DATASET ENTRIES >>
* * *

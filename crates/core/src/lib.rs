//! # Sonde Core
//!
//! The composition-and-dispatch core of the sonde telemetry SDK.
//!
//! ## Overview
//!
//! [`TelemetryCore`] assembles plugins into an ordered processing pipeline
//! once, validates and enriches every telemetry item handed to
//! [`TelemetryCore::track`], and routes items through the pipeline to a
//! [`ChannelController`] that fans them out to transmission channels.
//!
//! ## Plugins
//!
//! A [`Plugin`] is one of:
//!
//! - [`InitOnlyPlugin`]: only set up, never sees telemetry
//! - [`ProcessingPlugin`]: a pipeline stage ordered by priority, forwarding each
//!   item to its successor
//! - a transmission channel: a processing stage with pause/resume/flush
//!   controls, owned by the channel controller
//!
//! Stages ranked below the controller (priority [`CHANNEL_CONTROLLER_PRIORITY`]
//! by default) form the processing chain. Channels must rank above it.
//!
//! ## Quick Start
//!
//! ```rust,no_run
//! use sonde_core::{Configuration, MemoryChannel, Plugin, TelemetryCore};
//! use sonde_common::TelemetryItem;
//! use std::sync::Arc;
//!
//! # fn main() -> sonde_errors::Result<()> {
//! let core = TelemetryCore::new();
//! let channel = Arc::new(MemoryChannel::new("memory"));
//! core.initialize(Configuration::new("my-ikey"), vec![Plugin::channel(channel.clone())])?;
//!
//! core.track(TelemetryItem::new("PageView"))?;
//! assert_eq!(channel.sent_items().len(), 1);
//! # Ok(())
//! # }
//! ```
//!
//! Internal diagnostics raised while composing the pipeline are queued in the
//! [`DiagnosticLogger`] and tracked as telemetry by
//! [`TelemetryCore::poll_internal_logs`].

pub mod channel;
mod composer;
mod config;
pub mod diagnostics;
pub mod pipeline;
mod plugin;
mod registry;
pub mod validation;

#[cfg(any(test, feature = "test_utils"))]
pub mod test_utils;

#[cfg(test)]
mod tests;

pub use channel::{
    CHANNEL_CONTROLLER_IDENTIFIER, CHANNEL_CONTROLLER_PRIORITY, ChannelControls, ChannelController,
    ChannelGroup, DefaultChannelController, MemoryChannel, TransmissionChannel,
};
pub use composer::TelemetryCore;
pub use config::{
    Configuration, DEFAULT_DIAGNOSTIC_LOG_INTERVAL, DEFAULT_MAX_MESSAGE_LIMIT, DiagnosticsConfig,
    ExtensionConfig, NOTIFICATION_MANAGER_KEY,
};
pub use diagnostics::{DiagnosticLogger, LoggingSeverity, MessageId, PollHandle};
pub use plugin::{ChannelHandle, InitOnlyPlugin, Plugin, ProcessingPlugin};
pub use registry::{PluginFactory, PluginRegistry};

* * *

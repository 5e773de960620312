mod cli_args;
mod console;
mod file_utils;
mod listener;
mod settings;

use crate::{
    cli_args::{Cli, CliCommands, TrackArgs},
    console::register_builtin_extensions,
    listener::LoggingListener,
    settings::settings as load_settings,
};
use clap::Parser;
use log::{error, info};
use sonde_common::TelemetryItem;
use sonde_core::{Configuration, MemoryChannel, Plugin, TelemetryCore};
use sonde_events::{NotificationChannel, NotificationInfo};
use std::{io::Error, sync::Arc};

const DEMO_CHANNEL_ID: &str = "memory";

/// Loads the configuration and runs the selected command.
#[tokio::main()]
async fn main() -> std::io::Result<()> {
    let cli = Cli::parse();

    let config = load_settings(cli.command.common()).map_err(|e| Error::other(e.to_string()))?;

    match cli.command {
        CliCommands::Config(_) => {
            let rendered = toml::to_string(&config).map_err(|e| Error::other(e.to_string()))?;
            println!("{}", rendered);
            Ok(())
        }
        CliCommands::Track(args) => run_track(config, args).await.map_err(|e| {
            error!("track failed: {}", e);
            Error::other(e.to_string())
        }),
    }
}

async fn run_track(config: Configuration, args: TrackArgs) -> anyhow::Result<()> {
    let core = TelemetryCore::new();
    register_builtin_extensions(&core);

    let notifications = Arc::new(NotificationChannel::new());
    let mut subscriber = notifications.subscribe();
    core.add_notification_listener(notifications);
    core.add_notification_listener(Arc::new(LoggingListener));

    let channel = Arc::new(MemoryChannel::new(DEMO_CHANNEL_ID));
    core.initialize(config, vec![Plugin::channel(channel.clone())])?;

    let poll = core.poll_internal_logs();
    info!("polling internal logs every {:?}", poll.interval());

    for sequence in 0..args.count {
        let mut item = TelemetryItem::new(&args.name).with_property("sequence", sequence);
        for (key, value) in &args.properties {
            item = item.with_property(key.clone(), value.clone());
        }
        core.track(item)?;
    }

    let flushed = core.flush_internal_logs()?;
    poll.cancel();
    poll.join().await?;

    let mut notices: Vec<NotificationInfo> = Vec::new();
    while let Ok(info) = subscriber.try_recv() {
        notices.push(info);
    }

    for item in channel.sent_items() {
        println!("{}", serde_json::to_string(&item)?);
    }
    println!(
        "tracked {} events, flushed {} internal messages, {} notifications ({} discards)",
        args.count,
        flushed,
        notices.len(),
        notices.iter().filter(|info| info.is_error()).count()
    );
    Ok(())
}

* * *

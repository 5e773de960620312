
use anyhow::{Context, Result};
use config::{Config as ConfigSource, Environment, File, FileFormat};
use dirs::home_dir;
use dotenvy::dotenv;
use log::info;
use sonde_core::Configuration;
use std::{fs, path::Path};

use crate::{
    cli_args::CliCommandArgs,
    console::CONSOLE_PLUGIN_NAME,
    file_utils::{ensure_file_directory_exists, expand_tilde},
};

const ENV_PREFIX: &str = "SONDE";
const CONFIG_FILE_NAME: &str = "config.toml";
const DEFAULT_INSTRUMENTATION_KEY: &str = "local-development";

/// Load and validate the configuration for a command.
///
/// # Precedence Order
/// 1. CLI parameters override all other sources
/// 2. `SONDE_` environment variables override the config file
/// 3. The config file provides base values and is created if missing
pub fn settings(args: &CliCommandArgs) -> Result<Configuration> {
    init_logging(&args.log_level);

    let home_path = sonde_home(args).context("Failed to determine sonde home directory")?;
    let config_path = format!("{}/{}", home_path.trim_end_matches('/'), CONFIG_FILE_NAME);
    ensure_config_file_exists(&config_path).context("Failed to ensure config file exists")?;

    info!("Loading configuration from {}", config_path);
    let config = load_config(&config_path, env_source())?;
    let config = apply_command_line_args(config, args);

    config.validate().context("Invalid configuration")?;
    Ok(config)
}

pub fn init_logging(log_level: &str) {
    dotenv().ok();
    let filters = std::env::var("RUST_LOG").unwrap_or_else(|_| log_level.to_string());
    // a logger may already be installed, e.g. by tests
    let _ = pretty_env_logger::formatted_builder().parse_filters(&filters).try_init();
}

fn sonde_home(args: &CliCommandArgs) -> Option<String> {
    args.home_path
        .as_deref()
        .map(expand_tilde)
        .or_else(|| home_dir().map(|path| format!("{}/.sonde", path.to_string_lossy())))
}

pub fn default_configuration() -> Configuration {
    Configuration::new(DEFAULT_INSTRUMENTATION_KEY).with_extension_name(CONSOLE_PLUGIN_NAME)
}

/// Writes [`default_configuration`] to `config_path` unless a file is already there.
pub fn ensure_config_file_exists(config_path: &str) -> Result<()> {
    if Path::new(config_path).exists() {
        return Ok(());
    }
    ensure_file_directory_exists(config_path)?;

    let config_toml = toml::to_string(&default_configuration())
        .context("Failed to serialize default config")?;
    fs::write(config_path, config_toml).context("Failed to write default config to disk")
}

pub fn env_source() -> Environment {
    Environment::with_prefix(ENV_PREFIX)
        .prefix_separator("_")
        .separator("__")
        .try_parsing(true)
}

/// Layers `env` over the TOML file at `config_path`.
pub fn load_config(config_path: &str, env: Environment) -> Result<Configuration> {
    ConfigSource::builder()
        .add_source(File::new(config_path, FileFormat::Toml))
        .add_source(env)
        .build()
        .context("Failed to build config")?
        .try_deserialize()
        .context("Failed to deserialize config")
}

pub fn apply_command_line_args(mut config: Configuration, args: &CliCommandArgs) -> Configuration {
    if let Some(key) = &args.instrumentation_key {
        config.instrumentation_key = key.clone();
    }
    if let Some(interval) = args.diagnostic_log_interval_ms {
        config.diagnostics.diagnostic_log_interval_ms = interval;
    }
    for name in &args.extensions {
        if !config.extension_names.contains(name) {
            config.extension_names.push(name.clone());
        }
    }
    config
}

* * *

ACTIVITY >> Take the entries above and return only the lines from the one with "filename crates/core/src/lib.rs" to the one with "queued in the", both included, unchanged.

SOLUTION FOR THIS EXERCISE >>
filename crates/core/src/lib.rs
//! # Sonde Core
//!
//! The composition-and-dispatch core of the sonde telemetry SDK.
//!
//! ## Overview
//!
//! [`TelemetryCore`] assembles plugins into an ordered processing pipeline
//! once, validates and enriches every telemetry item handed to
//! [`TelemetryCore::track`], and routes items through the pipeline to a
//! [`ChannelController`] that fans them out to transmission channels.
//!
//! ## Plugins
//!
//! A [`Plugin`] is one of:
//!
//! - [`InitOnlyPlugin`]: only set up, never sees telemetry
//! - [`ProcessingPlugin`]: a pipeline stage ordered by priority, forwarding each
//!   item to its successor
//! - a transmission channel: a processing stage with pause/resume/flush
//!   controls, owned by the channel controller
//!
//! Stages ranked below the controller (priority [`CHANNEL_CONTROLLER_PRIORITY`]
//! by default) form the processing chain. Channels must rank above it.
//!
//! ## Quick Start
//!
//! ```rust,no_run
//! use sonde_core::{Configuration, MemoryChannel, Plugin, TelemetryCore};
//! use sonde_common::TelemetryItem;
//! use std::sync::Arc;
//!
//! # fn main() -> sonde_errors::Result<()> {
//! let core = TelemetryCore::new();
//! let channel = Arc::new(MemoryChannel::new("memory"));
//! core.initialize(Configuration::new("my-ikey"), vec![Plugin::channel(channel.clone())])?;
//!
//! core.track(TelemetryItem::new("PageView"))?;
//! assert_eq!(channel.sent_items().len(), 1);
//! # Ok(())
//! # }
//! ```
//!
//! Internal diagnostics raised while composing the pipeline are queued in the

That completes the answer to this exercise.